[Collected data]
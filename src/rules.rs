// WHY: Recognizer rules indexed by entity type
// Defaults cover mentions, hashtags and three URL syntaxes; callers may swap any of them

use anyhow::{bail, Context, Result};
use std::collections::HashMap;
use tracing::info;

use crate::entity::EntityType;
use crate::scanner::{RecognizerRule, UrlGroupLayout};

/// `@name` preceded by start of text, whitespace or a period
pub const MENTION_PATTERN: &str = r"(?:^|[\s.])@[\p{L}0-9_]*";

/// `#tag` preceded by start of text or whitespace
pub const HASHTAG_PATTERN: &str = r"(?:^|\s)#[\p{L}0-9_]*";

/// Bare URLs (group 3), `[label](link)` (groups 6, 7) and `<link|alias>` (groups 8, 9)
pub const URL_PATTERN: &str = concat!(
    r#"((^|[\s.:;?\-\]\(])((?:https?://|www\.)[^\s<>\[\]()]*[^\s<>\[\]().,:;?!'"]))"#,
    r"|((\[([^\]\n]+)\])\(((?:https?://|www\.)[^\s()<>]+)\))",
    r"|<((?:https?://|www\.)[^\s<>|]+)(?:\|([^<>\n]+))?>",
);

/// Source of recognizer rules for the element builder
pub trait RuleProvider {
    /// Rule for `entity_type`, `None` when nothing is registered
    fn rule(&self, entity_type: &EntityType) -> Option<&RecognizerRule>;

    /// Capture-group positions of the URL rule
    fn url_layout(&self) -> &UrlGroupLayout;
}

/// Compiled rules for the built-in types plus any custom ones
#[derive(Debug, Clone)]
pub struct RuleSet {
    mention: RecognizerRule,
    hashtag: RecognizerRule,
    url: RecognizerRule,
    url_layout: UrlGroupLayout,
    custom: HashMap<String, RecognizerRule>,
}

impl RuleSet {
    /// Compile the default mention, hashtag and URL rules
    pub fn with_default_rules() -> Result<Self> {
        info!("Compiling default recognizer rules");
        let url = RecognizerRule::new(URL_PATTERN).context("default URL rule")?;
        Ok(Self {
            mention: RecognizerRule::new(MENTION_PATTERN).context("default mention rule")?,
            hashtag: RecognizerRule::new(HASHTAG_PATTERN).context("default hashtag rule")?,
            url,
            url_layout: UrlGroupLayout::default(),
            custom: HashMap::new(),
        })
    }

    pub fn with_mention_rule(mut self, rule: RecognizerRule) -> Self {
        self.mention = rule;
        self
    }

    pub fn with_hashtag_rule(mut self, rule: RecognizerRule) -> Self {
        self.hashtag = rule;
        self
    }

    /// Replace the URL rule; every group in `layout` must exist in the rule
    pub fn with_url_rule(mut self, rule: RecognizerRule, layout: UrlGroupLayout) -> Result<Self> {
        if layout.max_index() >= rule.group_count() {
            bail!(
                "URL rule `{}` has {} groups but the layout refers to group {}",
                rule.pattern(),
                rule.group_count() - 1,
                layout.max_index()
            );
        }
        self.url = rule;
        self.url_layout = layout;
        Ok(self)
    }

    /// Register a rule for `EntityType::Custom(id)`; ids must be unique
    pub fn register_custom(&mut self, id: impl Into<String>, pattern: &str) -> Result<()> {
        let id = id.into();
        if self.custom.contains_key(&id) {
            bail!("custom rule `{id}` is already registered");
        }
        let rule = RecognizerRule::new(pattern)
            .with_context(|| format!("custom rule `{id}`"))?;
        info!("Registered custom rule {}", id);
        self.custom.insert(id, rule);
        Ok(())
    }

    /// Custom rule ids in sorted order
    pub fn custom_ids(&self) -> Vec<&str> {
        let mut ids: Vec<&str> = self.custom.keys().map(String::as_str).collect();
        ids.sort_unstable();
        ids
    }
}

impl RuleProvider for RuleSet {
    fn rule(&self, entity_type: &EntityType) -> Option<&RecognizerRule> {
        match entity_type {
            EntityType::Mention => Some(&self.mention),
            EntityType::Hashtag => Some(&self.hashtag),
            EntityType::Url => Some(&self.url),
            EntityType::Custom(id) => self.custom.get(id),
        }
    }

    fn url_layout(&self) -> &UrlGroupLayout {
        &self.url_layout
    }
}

# [What is needed]
In full and word for word, output the entries.

# [Response to this exercise]
filename src/rules.rs
// WHY: Recognizer rules indexed by entity type
// Defaults cover mentions, hashtags and three URL syntaxes; callers may swap any of them

use anyhow::{bail, Context, Result};
use std::collections::HashMap;
use tracing::info;

use crate::entity::EntityType;
use crate::scanner::{RecognizerRule, UrlGroupLayout};

/// `@name` preceded by start of text, whitespace or a period
pub const MENTION_PATTERN: &str = r"(?:^|[\s.])@[\p{L}0-9_]*";

/// `#tag` preceded by start of text or whitespace
pub const HASHTAG_PATTERN: &str = r"(?:^|\s)#[\p{L}0-9_]*";

/// Bare URLs (group 3), `[label](link)` (groups 6, 7) and `<link|alias>` (groups 8, 9)
pub const URL_PATTERN: &str = concat!(
    r#"((^|[\s.:;?\-\]\(])((?:https?://|www\.)[^\s<>\[\]()]*[^\s<>\[\]().,:;?!'"]))"#,
    r"|((\[([^\]\n]+)\])\(((?:https?://|www\.)[^\s()<>]+)\))",
    r"|<((?:https?://|www\.)[^\s<>|]+)(?:\|([^<>\n]+))?>",
);

/// Source of recognizer rules for the element builder
pub trait RuleProvider {
    /// Rule for `entity_type`, `None` when nothing is registered
    fn rule(&self, entity_type: &EntityType) -> Option<&RecognizerRule>;

    /// Capture-group positions of the URL rule
    fn url_layout(&self) -> &UrlGroupLayout;
}

/// Compiled rules for the built-in types plus any custom ones
#[derive(Debug, Clone)]
pub struct RuleSet {
    mention: RecognizerRule,
    hashtag: RecognizerRule,
    url: RecognizerRule,
    url_layout: UrlGroupLayout,
    custom: HashMap<String, RecognizerRule>,
}

impl RuleSet {
    /// Compile the default mention, hashtag and URL rules
    pub fn with_default_rules() -> Result<Self> {
        info!("Compiling default recognizer rules");
        let url = RecognizerRule::new(URL_PATTERN).context("default URL rule")?;
        Ok(Self {
            mention: RecognizerRule::new(MENTION_PATTERN).context("default mention rule")?,
            hashtag: RecognizerRule::new(HASHTAG_PATTERN).context("default hashtag rule")?,
            url,
            url_layout: UrlGroupLayout::default(),
            custom: HashMap::new(),
        })
    }

    pub fn with_mention_rule(mut self, rule: RecognizerRule) -> Self {
        self.mention = rule;
        self
    }

    pub fn with_hashtag_rule(mut self, rule: RecognizerRule) -> Self {
        self.hashtag = rule;
        self
    }

    /// Replace the URL rule; every group in `layout` must exist in the rule
    pub fn with_url_rule(mut self, rule: RecognizerRule, layout: UrlGroupLayout) -> Result<Self> {
        if layout.max_index() >= rule.group_count() {
            bail!(
                "URL rule `{}` has {} groups but the layout refers to group {}",
                rule.pattern(),
                rule.group_count() - 1,
                layout.max_index()
            );
        }
        self.url = rule;
        self.url_layout = layout;
        Ok(self)
    }

    /// Register a rule for `EntityType::Custom(id)`; ids must be unique
    pub fn register_custom(&mut self, id: impl Into<String>, pattern: &str) -> Result<()> {
        let id = id.into();
        if self.custom.contains_key(&id) {
            bail!("custom rule `{id}` is already registered");
        }
        let rule = RecognizerRule::new(pattern)
            .with_context(|| format!("custom rule `{id}`"))?;
        info!("Registered custom rule {}", id);
        self.custom.insert(id, rule);
        Ok(())
    }

    /// Custom rule ids in sorted order
    pub fn custom_ids(&self) -> Vec<&str> {
        let mut ids: Vec<&str> = self.custom.keys().map(String::as_str).collect();
        ids.sort_unstable();
        ids
    }
}

impl RuleProvider for RuleSet {
    fn rule(&self, entity_type: &EntityType) -> Option<&RecognizerRule> {
        match entity_type {
            EntityType::Mention => Some(&self.mention),
            EntityType::Hashtag => Some(&self.hashtag),
            EntityType::Url => Some(&self.url),
            EntityType::Custom(id) => self.custom.get(id),
        }
    }

    fn url_layout(&self) -> &UrlGroupLayout {
        &self.url_layout
    }
}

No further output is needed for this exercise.